"Carleton! Hum " said Mr. Ringgan; " that must be this young man's mother?'"
"Yes, aunt Lucy says she is here with her son, at least she says they were coming."
"A very gentlemanly young man, indeed," said Mr. Ringgan.
There was a grave silence. The old gentleman sat looking on the floor; Fleda sat looking into the fire with all her might.
"Well," said Mr. Ringgan after a little, "how would you like it, Fleda?"
"What, grandpa?"
"To go out to Paris to your aunt, with this Mrs. Carleton?"
"I shouldn't like it at all," said Fleda, smiling and letting her eyes go back to the fire. But looking, after the pause of a minute or two, again to her grandfather's face, she was struck with its expression of stern anxiety. She rose instantly, and coming to him, and laying one hand gently on his knee, said in tones that fell as light on the ear as the touch of a moonbeam on the water, "You do not want me to go, do you, grandpa?"
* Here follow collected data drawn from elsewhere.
//! A simulated snapshot manager.
//!
//! The simulation keeps a single update record. Left alone it behaves like a
//! real device: an `Unverified` update starts merging when asked to, every
//! `process_update_state` call while `Merging` advances the merge by a fixed
//! step, and the merge completes at 100%. Tests can override the reported
//! states one call at a time with [`SimSnapshotManager::push_states`].

use std::collections::VecDeque;
use std::path::{Path, PathBuf};
use std::sync::atomic::{AtomicUsize, Ordering};
use std::sync::{Arc, Mutex, MutexGuard};

use crate::services::{
    MergeHooks, MergeStatsRecorder, MountedVolume, SnapshotManager, UpdateStatus,
};
use crate::types::{
    CowUsage, CreateResult, MergeFailureCode, MergeFeatures, RawUpdateState, UpdateState,
};

/// Default merge progress per processing step, in percent.
const DEFAULT_MERGE_STEP_PERCENT: f64 = 25.0;

/// A mounted simulated metadata partition.
#[derive(Debug)]
pub struct SimMountedVolume {
    mount_point: PathBuf,
    live: Arc<AtomicUsize>,
}

impl MountedVolume for SimMountedVolume {
    fn mount_point(&self) -> &Path {
        &self.mount_point
    }
}

impl Drop for SimMountedVolume {
    fn drop(&mut self) {
        self.live.fetch_sub(1, Ordering::SeqCst);
    }
}

struct SimState {
    stats: Option<Arc<dyn MergeStatsRecorder>>,
    needed: bool,
    mount_ok: bool,
    mounts: usize,
    create_result: CreateResult,
    state: RawUpdateState,
    progress: f64,
    merge_step: f64,
    scripted: VecDeque<RawUpdateState>,
    failure_code: MergeFailureCode,
    cancel_ok: bool,
    initiate_ok: bool,
    state_after_failed_initiate: RawUpdateState,
    cow: CowUsage,
    features: MergeFeatures,
    source_fingerprint: String,
    calls: Vec<&'static str>,
}

/// A [`SnapshotManager`] with a scriptable update record.
pub struct SimSnapshotManager {
    state: Mutex<SimState>,
    live_mounts: Arc<AtomicUsize>,
}

impl SimSnapshotManager {
    /// Creates a manager with no pending update that hands out `stats`.
    pub fn new(stats: Option<Arc<dyn MergeStatsRecorder>>) -> Self {
        SimSnapshotManager {
            state: Mutex::new(SimState {
                stats,
                needed: true,
                mount_ok: true,
                mounts: 0,
                create_result: CreateResult::NotCreated,
                state: UpdateState::None.into(),
                progress: 0.0,
                merge_step: DEFAULT_MERGE_STEP_PERCENT,
                scripted: VecDeque::new(),
                failure_code: MergeFailureCode::OK,
                cancel_ok: true,
                initiate_ok: true,
                state_after_failed_initiate: UpdateState::Unverified.into(),
                cow: CowUsage::default(),
                features: MergeFeatures::default(),
                source_fingerprint: String::new(),
                calls: Vec::new(),
            }),
            live_mounts: Arc::new(AtomicUsize::new(0)),
        }
    }

    fn state(&self) -> MutexGuard<'_, SimState> {
        self.state.lock().unwrap_or_else(|e| e.into_inner())
    }

    fn record(&self, call: &'static str) -> MutexGuard<'_, SimState> {
        let mut state = self.state();
        state.calls.push(call);
        state
    }

    /// Replaces the stats recorder handed out by `merge_stats`.
    pub fn set_stats(&self, stats: Option<Arc<dyn MergeStatsRecorder>>) {
        self.state().stats = stats;
    }

    /// Sets the current update state.
    pub fn set_update_state(&self, state: impl Into<RawUpdateState>) {
        self.state().state = state.into();
    }

    /// Queues states reported by the next `process_update_state` calls.
    pub fn push_states(&self, states: impl IntoIterator<Item = RawUpdateState>) {
        self.state().scripted.extend(states);
    }

    /// Sets the merge progress in percent.
    pub fn set_progress(&self, progress: f64) {
        self.state().progress = progress;
    }

    /// Sets how far each processing step advances a running merge.
    pub fn set_merge_step(&self, percent: f64) {
        self.state().merge_step = percent;
    }

    pub fn set_needed(&self, needed: bool) {
        self.state().needed = needed;
    }

    pub fn set_mount_ok(&self, ok: bool) {
        self.state().mount_ok = ok;
    }

    pub fn set_create_result(&self, result: CreateResult) {
        self.state().create_result = result;
    }

    pub fn set_failure_code(&self, code: MergeFailureCode) {
        self.state().failure_code = code;
    }

    pub fn set_cancel_ok(&self, ok: bool) {
        self.state().cancel_ok = ok;
    }

    /// Makes `initiate_merge` fail and leave the record in `state_after`.
    pub fn fail_initiate(&self, state_after: impl Into<RawUpdateState>) {
        let mut state = self.state();
        state.initiate_ok = false;
        state.state_after_failed_initiate = state_after.into();
    }

    pub fn set_cow_usage(&self, cow: CowUsage) {
        self.state().cow = cow;
    }

    pub fn set_features(&self, features: MergeFeatures) {
        self.state().features = features;
    }

    pub fn set_source_fingerprint(&self, fingerprint: impl Into<String>) {
        self.state().source_fingerprint = fingerprint.into();
    }

    /// Names of the service calls made so far, in order.
    pub fn calls(&self) -> Vec<&'static str> {
        self.state().calls.clone()
    }

    /// Number of times `call` was made.
    pub fn call_count(&self, call: &str) -> usize {
        self.state().calls.iter().filter(|c| **c == call).count()
    }

    /// Number of metadata mounts handed out.
    pub fn mounts(&self) -> usize {
        self.state().mounts
    }

    /// Number of metadata mounts currently held.
    pub fn live_mounts(&self) -> usize {
        self.live_mounts.load(Ordering::SeqCst)
    }

    pub fn update_state(&self) -> RawUpdateState {
        self.state().state
    }
}

impl SnapshotManager for SimSnapshotManager {
    fn merge_stats(&self) -> Option<Arc<dyn MergeStatsRecorder>> {
        self.record("merge_stats").stats.clone()
    }

    fn ensure_metadata_mounted(&self) -> Option<Box<dyn MountedVolume>> {
        let mut state = self.record("ensure_metadata_mounted");
        if !state.mount_ok {
            return None;
        }
        state.mounts += 1;
        self.live_mounts.fetch_add(1, Ordering::SeqCst);
        Some(Box::new(SimMountedVolume {
            mount_point: PathBuf::from("/metadata"),
            live: Arc::clone(&self.live_mounts),
        }))
    }

    fn recovery_create_snapshot_devices(&self, _metadata: &dyn MountedVolume) -> CreateResult {
        self.record("recovery_create_snapshot_devices").create_result
    }

    fn is_snapshot_manager_needed(&self) -> bool {
        self.record("is_snapshot_manager_needed").needed
    }

    fn set_merge_stats_features(&self, stats: &dyn MergeStatsRecorder) {
        let features = self.record("set_merge_stats_features").features;
        stats.set_features(features);
    }

    fn read_merge_failure_code(&self) -> MergeFailureCode {
        self.record("read_merge_failure_code").failure_code
    }

    fn process_update_state(&self, hooks: &mut dyn MergeHooks) -> RawUpdateState {
        let raw = {
            let mut state = self.record("process_update_state");
            if let Some(next) = state.scripted.pop_front() {
                state.state = next;
            } else if state.state == RawUpdateState::from(UpdateState::Merging) {
                state.progress = (state.progress + state.merge_step).min(100.0);
                if state.progress >= 100.0 {
                    state.state = UpdateState::MergeCompleted.into();
                }
            }
            state.state
        };

        // Hooks call back into the manager, so the lock must not be held.
        match UpdateState::try_from(raw) {
            Ok(UpdateState::Merging) => {
                hooks.on_progress();
            }
            Ok(UpdateState::Cancelled) => {
                if hooks.before_cancel() {
                    self.state().state = UpdateState::None.into();
                }
            }
            _ => {}
        }
        raw
    }

    fn get_update_state(&self) -> UpdateStatus {
        let state = self.record("get_update_state");
        UpdateStatus {
            state: state.state,
            progress: state.progress,
        }
    }

    fn cancel_update(&self) -> bool {
        let mut state = self.record("cancel_update");
        if state.cancel_ok {
            state.state = UpdateState::None.into();
        }
        state.cancel_ok
    }

    fn update_cow_stats(&self, stats: &dyn MergeStatsRecorder) {
        let cow = self.record("update_cow_stats").cow;
        stats.set_cow_usage(cow);
    }

    fn read_source_build_fingerprint(&self) -> String {
        self.record("read_source_build_fingerprint")
            .source_fingerprint
            .clone()
    }

    fn initiate_merge(&self) -> bool {
        let mut state = self.record("initiate_merge");
        if !state.initiate_ok {
            state.state = state.state_after_failed_initiate;
            return false;
        }
        if state.state == RawUpdateState::from(UpdateState::Unverified) {
            state.state = UpdateState::Merging.into();
            state.progress = 0.0;
        }
        true
    }
}
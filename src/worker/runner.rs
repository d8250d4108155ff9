//! The merge worker's event loop.

use std::sync::Arc;
use std::time::Duration;

use thiserror::Error;
use tokio::sync::mpsc;
use tokio::task::{JoinError, JoinHandle};
use tokio_util::sync::CancellationToken;
use tracing::{debug, info, instrument, warn};

use super::message::WorkerMessage;
use crate::cleanup::{CleanupServices, CleanupStep, MergeCleanupAction};
use crate::config::CleanupConfig;
use crate::scheduler::TimerQueue;
use crate::types::ErrorCode;

/// Capacity of a worker's message channel.
const CHANNEL_CAPACITY: usize = 16;

/// Errors that can occur when talking to a worker.
#[derive(Debug, Error)]
pub enum WorkerError {
    /// The worker has stopped and no longer accepts messages.
    #[error("worker is no longer running")]
    Closed,

    /// The worker task panicked or was aborted.
    #[error("worker task failed: {0}")]
    Join(#[from] JoinError),
}

/// Result type for worker operations.
pub type Result<T> = std::result::Result<T, WorkerError>;

/// Runs one cleanup action to completion.
pub struct MergeWorker {
    action: MergeCleanupAction,
    queue: Arc<TimerQueue<CleanupStep>>,
}

impl MergeWorker {
    /// Creates a worker for a new cleanup action.
    ///
    /// Deadlines are measured with the services' clock, so it must advance at
    /// the rate tokio's timers do.
    pub fn new(config: CleanupConfig, services: CleanupServices) -> Self {
        let queue = Arc::new(TimerQueue::new(services.clock.clone()));
        let action = MergeCleanupAction::new(config, services, queue.clone());
        MergeWorker { action, queue }
    }

    pub fn action(&self) -> &MergeCleanupAction {
        &self.action
    }

    /// Spawns the worker on the current runtime.
    pub fn spawn(self) -> WorkerHandle {
        let (tx, rx) = mpsc::channel(CHANNEL_CAPACITY);
        let shutdown = CancellationToken::new();
        let task = tokio::spawn(self.run(rx, shutdown.clone()));
        WorkerHandle { tx, shutdown, task }
    }

    // ─── Async Event Loop ────────────────────────────────────────────────────

    /// Runs the worker event loop.
    ///
    /// Starts the action, then applies messages and fires due tasks until the
    /// action completes or the worker is shut down. Returns the action's
    /// completion code, or None if the worker stopped first.
    #[instrument(skip_all, name = "merge_worker")]
    pub async fn run(
        mut self,
        mut rx: mpsc::Receiver<WorkerMessage>,
        shutdown: CancellationToken,
    ) -> Option<ErrorCode> {
        info!("Worker event loop started");
        self.action.perform_action();

        loop {
            if let Some(code) = self.action.outcome() {
                info!(code = %code, "Cleanup action finished");
                break;
            }

            let next_wakeup = self.queue.time_until_next();

            tokio::select! {
                _ = shutdown.cancelled() => {
                    info!("Shutdown signal received, stopping worker");
                    break;
                }

                msg = rx.recv() => {
                    match msg {
                        Some(WorkerMessage::Shutdown) => {
                            info!("Shutdown message received");
                            break;
                        }
                        Some(msg) => self.handle_message(msg),
                        None => {
                            info!("Message channel closed");
                            break;
                        }
                    }
                }

                _ = sleep_until_due(next_wakeup) => {
                    self.fire_due_tasks();
                }
            }
        }

        let outcome = self.action.outcome();
        if outcome.is_none() {
            self.action.terminate_processing();
        }
        self.queue.close();

        info!("Worker event loop stopped");
        outcome
    }

    fn handle_message(&mut self, msg: WorkerMessage) {
        debug!(?msg, "Handling worker message");
        match msg {
            WorkerMessage::Suspend => self.action.suspend_action(),
            WorkerMessage::Resume => self.action.resume_action(),
            WorkerMessage::Terminate => self.action.terminate_processing(),
            WorkerMessage::Shutdown => {}
        }
    }

    fn fire_due_tasks(&mut self) {
        for fired in self.queue.take_due() {
            self.action.run_task(fired.id, fired.task);
            if self.action.outcome().is_some() {
                break;
            }
        }
    }
}

async fn sleep_until_due(delay: Option<Duration>) {
    match delay {
        Some(delay) => tokio::time::sleep(delay).await,
        None => std::future::pending().await,
    }
}

/// Handle to a spawned [`MergeWorker`].
pub struct WorkerHandle {
    tx: mpsc::Sender<WorkerMessage>,
    shutdown: CancellationToken,
    task: JoinHandle<Option<ErrorCode>>,
}

impl WorkerHandle {
    pub async fn send(&self, msg: WorkerMessage) -> Result<()> {
        self.tx.send(msg).await.map_err(|_| WorkerError::Closed)
    }

    pub async fn suspend(&self) -> Result<()> {
        self.send(WorkerMessage::Suspend).await
    }

    pub async fn resume(&self) -> Result<()> {
        self.send(WorkerMessage::Resume).await
    }

    pub async fn terminate(&self) -> Result<()> {
        self.send(WorkerMessage::Terminate).await
    }

    /// A token that stops the worker when cancelled.
    pub fn shutdown_token(&self) -> CancellationToken {
        self.shutdown.clone()
    }

    /// Waits for the action to finish on its own.
    pub async fn wait(self) -> Result<Option<ErrorCode>> {
        Ok(self.task.await?)
    }

    /// Stops the worker and returns the action's outcome, if it had one.
    pub async fn shutdown(self) -> Result<Option<ErrorCode>> {
        if self.tx.send(WorkerMessage::Shutdown).await.is_err() {
            warn!("Worker already stopped");
        }
        self.shutdown.cancel();
        Ok(self.task.await?)
    }
}
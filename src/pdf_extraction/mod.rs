// PDF text production: OCR and text extraction collaborators
pub mod command;
pub mod document_processor;
pub mod ocr_engine;
pub mod text_extractor;

pub use command::{ensure_program, resolve_program};
pub use document_processor::DocumentProcessor;
pub use ocr_engine::{OcrEngine, OcrMyPdf};
pub use text_extractor::{PdfToText, TextExtractor};
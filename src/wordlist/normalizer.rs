// Unicode NFKC normalization of tokens
use unicode_normalization::{is_nfkc, UnicodeNormalization};

/// NFKC form of `token`. Already-normalized input is returned as is.
pub fn normalize(token: String) -> String {
    if is_nfkc(&token) {
        token
    } else {
        token.nfkc().collect()
    }
}
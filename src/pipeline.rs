// Run orchestration: check tools, discover inputs, process, rank, write
use anyhow::{Context, Result};
use std::path::PathBuf;
use std::time::Instant;

use crate::discovery::discover_documents;
use crate::pdf_extraction::{DocumentProcessor, OcrEngine, TextExtractor};
use crate::types::{Mode, WordlistError};
use crate::wordlist::{check_destination, write_ranked, TokenSet};

#[derive(Debug, Clone)]
pub struct RunOptions {
    pub input: PathBuf,
    pub output: PathBuf,
    pub mode: Mode,
}

#[derive(Debug, Clone, PartialEq, Eq)]
pub struct SkippedDocument {
    pub path: PathBuf,
    pub reason: String,
}

#[derive(Debug, Clone, Default)]
pub struct RunReport {
    pub documents_found: usize,
    pub documents_processed: usize,
    pub skipped: Vec<SkippedDocument>,
    pub tokens_seen: usize,
    pub tokens_written: usize,
    pub elapsed_ms: u64,
}

/// The external collaborators of a run. `ocr: None` means extract without OCR.
pub struct Pipeline<'a> {
    ocr: Option<&'a dyn OcrEngine>,
    extractor: &'a dyn TextExtractor,
}

impl<'a> Pipeline<'a> {
    pub fn new(ocr: Option<&'a dyn OcrEngine>, extractor: &'a dyn TextExtractor) -> Self {
        Self { ocr, extractor }
    }

    /// Fatal errors abort before the output is touched. Per-document tool
    /// failures are logged and skipped.
    pub fn run(&self, options: &RunOptions) -> Result<RunReport> {
        let start = Instant::now();

        if let Some(ocr) = self.ocr {
            ocr.ensure_available()?;
        }
        self.extractor.ensure_available()?;
        check_destination(&options.output)?;

        let documents = discover_documents(&options.input)?;
        tracing::info!(
            "found {} document(s) under {}, collecting {}",
            documents.len(),
            options.input.display(),
            options.mode
        );

        // Scratch space for OCR output, released on every exit path.
        let scratch = tempfile::Builder::new()
            .prefix("pdfwords-")
            .tempdir()
            .context("creating scratch directory")?;

        let processor = DocumentProcessor::new(self.ocr, self.extractor, scratch.path(), options.mode);
        let mut tokens = TokenSet::new(options.mode);
        let mut report = RunReport {
            documents_found: documents.len(),
            ..RunReport::default()
        };

        for (index, document) in documents.iter().enumerate() {
            tracing::info!("[{}/{}] {}", index + 1, documents.len(), document.display());
            match processor.process(document, &mut tokens) {
                Ok(count) => {
                    tracing::debug!("{} token(s) from {}", count, document.display());
                    report.documents_processed += 1;
                }
                Err(e) if is_recoverable(&e) => {
                    tracing::warn!("skipping {}: {:#}", document.display(), e);
                    report.skipped.push(SkippedDocument {
                        path: document.clone(),
                        reason: format!("{e:#}"),
                    });
                }
                Err(e) => return Err(e.context(format!("processing {}", document.display()))),
            }
        }

        if report.documents_processed == 0 {
            return Err(WordlistError::NothingExtracted(report.documents_found).into());
        }

        report.tokens_seen = tokens.seen();
        let ranked = tokens.rank();
        report.tokens_written = ranked.len();
        write_ranked(&ranked, &options.output)?;

        report.elapsed_ms = start.elapsed().as_millis() as u64;
        Ok(report)
    }
}

fn is_recoverable(error: &anyhow::Error) -> bool {
    error
        .downcast_ref::<WordlistError>()
        .map(WordlistError::is_recoverable)
        .unwrap_or(false)
}
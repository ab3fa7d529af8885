// Text extraction using pdftotext
//
// The whole document is extracted in one call, without -layout: layout mode
// interleaves columns, which would pair words that are not adjacent.
use anyhow::Result;
use std::path::Path;
use std::process::Command;
use std::time::Instant;

use super::command::{ensure_program, run_tool};
use crate::config::Config;

pub trait TextExtractor {
    /// Full text of a PDF that already has a text layer.
    fn extract(&self, pdf_path: &Path) -> Result<String>;

    fn ensure_available(&self) -> Result<()> {
        Ok(())
    }
}

#[derive(Debug, Clone)]
pub struct PdfToText {
    program: String,
}

impl PdfToText {
    pub fn new(program: impl Into<String>) -> Self {
        Self { program: program.into() }
    }

    pub fn from_config(config: &Config) -> Self {
        Self::new(config.extract_program.clone())
    }

    fn command(&self, pdf_path: &Path) -> Command {
        let mut command = Command::new(&self.program);
        command.args(["-enc", "UTF-8"]).arg(pdf_path).arg("-");
        command
    }
}

impl TextExtractor for PdfToText {
    fn extract(&self, pdf_path: &Path) -> Result<String> {
        let start = Instant::now();
        let output = run_tool(&self.program, self.command(pdf_path), pdf_path)?;

        let text = decode_text(output.stdout, pdf_path);

        tracing::debug!(
            "extracted {} bytes from {} in {}ms",
            text.len(),
            pdf_path.display(),
            start.elapsed().as_millis()
        );
        Ok(text)
    }

    fn ensure_available(&self) -> Result<()> {
        ensure_program(&self.program)
    }
}

fn decode_text(stdout: Vec<u8>, pdf_path: &Path) -> String {
    match String::from_utf8(stdout) {
        Ok(text) => text,
        Err(e) => {
            tracing::debug!("{} produced invalid UTF-8, decoding lossily", pdf_path.display());
            String::from_utf8_lossy(e.as_bytes()).into_owned()
        }
    }
}
// Shared fixtures: fake OCR and extraction tools, scratch corpora
#![allow(dead_code)]

use once_cell::sync::Lazy;
use std::fs;
use std::os::unix::fs::PermissionsExt;
use std::path::{Path, PathBuf};
use std::process::Command;
use tempfile::TempDir;

/// Copies its second-to-last argument to its last; fails on "broken" inputs.
const FAKE_OCR: &str = r#"#!/bin/sh
for arg in "$@"; do prev="$last"; last="$arg"; done
case "$prev" in
  *broken*) echo "fake-ocr: cannot read $prev" >&2; exit 2 ;;
esac
cp "$prev" "$last"
"#;

/// Prints its second-to-last argument, which is the PDF path.
const FAKE_PDFTOTEXT: &str = r#"#!/bin/sh
for arg in "$@"; do prev="$last"; last="$arg"; done
cat "$prev"
"#;

pub struct FakeTools {
    _dir: TempDir,
    pub ocr: PathBuf,
    pub pdftotext: PathBuf,
    pub empty_config: PathBuf,
}

// Written once per test binary, before any test spawns a child, so no
// forked process can still hold a script open for writing.
pub static TOOLS: Lazy<FakeTools> = Lazy::new(|| {
    let dir = tempfile::tempdir().expect("tool dir");
    let ocr = write_script(dir.path(), "fake-ocrmypdf", FAKE_OCR);
    let pdftotext = write_script(dir.path(), "fake-pdftotext", FAKE_PDFTOTEXT);
    let empty_config = dir.path().join("config.toml");
    fs::write(&empty_config, "").expect("config");
    FakeTools {
        _dir: dir,
        ocr,
        pdftotext,
        empty_config,
    }
});

fn write_script(dir: &Path, name: &str, body: &str) -> PathBuf {
    let path = dir.join(name);
    fs::write(&path, body).expect("write script");
    fs::set_permissions(&path, fs::Permissions::from_mode(0o755)).expect("chmod script");
    path
}

/// `pdfwords` wired to the fake tools and isolated from user config.
pub fn pdfwords() -> Command {
    let tools = &*TOOLS;
    let mut command = Command::new(env!("CARGO_BIN_EXE_pdfwords"));
    command
        .env("PDFWORDS_CONFIG", &tools.empty_config)
        .env("PDFWORDS_OCR_PROGRAM", &tools.ocr)
        .env("PDFWORDS_EXTRACT_PROGRAM", &tools.pdftotext)
        .env_remove("PDFWORDS_OCR_LANGUAGE")
        .env_remove("RUST_LOG");
    command
}

/// Directory of "PDFs" whose bytes are the text the fake extractor prints.
pub fn corpus(files: &[(&str, &str)]) -> TempDir {
    let dir = tempfile::tempdir().expect("corpus dir");
    for (name, text) in files {
        let path = dir.path().join(name);
        fs::create_dir_all(path.parent().expect("parent")).expect("mkdir");
        fs::write(path, text).expect("write document");
    }
    dir
}
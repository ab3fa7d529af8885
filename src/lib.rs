//! pdfwords - turn PDFs into a deduplicated, ranked word or bigram list.
//!
//! OCR and text extraction are delegated to `ocrmypdf` and `pdftotext`;
//! tokenizing, NFKC normalization, deduplication and ranking happen here.

pub mod config;
pub mod discovery;
pub mod pdf_extraction;
pub mod pipeline;
pub mod types;
pub mod wordlist;

pub use config::Config;
pub use pipeline::{Pipeline, RunOptions, RunReport};
pub use types::{Mode, WordlistError};
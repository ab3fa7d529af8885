// Token accumulation, deduplication and ranking
use std::collections::HashSet;

use super::normalizer::normalize;
use super::tokenizer::words;
use crate::types::Mode;

/// Unique normalized tokens collected over one run.
#[derive(Debug, Default)]
pub struct TokenSet {
    mode: Mode,
    tokens: HashSet<String>,
    seen: usize,
}

impl TokenSet {
    pub fn new(mode: Mode) -> Self {
        Self {
            mode,
            ..Self::default()
        }
    }

    /// Normalize and insert. Returns `false` if nothing new was added.
    ///
    /// NFKC can expand a letter into several words (U+FDFA) or into an upper
    /// case letter (U+1D400). Words are re-split into letter runs afterwards
    /// and bigrams lower-cased again, so stored tokens keep their shape.
    pub fn insert(&mut self, token: String) -> bool {
        self.seen += 1;
        let normalized = normalize(token);
        match self.mode {
            Mode::Bigrams => self.tokens.insert(normalized.to_lowercase()),
            Mode::Words if is_single_word(&normalized) => self.tokens.insert(normalized),
            Mode::Words => {
                let mut added = false;
                for word in words(&normalized) {
                    added |= self.tokens.insert(word.to_string());
                }
                added
            }
        }
    }

    /// Unique tokens so far.
    pub fn len(&self) -> usize {
        self.tokens.len()
    }

    pub fn is_empty(&self) -> bool {
        self.tokens.is_empty()
    }

    /// Raw tokens offered, duplicates included.
    pub fn seen(&self) -> usize {
        self.seen
    }

    #[cfg(test)]
    pub(crate) fn contains(&self, token: &str) -> bool {
        self.tokens.contains(token)
    }

    /// Consume the set into its final order.
    pub fn rank(self) -> RankedList {
        let mut tokens: Vec<String> = self.tokens.into_iter().collect();
        tokens.sort_unstable();
        if self.mode == Mode::Words {
            // Stable, so equal lengths keep the lexicographic order above.
            tokens.sort_by_cached_key(|token| token.chars().count());
        }
        RankedList { tokens }
    }
}

impl Extend<String> for TokenSet {
    fn extend<I: IntoIterator<Item = String>>(&mut self, iter: I) {
        for token in iter {
            self.insert(token);
        }
    }
}

/// Final ordered output of a run.
#[derive(Debug, Clone, PartialEq, Eq)]
pub struct RankedList {
    tokens: Vec<String>,
}

impl RankedList {
    pub fn len(&self) -> usize {
        self.tokens.len()
    }

    pub fn is_empty(&self) -> bool {
        self.tokens.is_empty()
    }

    pub fn iter(&self) -> impl Iterator<Item = &str> {
        self.tokens.iter().map(String::as_str)
    }

    #[cfg(test)]
    pub(crate) fn into_vec(self) -> Vec<String> {
        self.tokens
    }
}

fn is_single_word(token: &str) -> bool {
    words(token).next().map(|w| w.len() == token.len()).unwrap_or(false)
}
"No, dear!" said the old gentleman, letting his hand fall upon hers, "no, dear! that is the last thing I want!"
But Fleda's keen ear discerned not only the deep affection, but something of regret in the voice, which troubled her. She stood, anxious and fearing while her grandfather lifting his hand again and again, let it fall gently upon hers; and amid all the fondness of the action, Fleda somehow seemed to feel in it the same regret.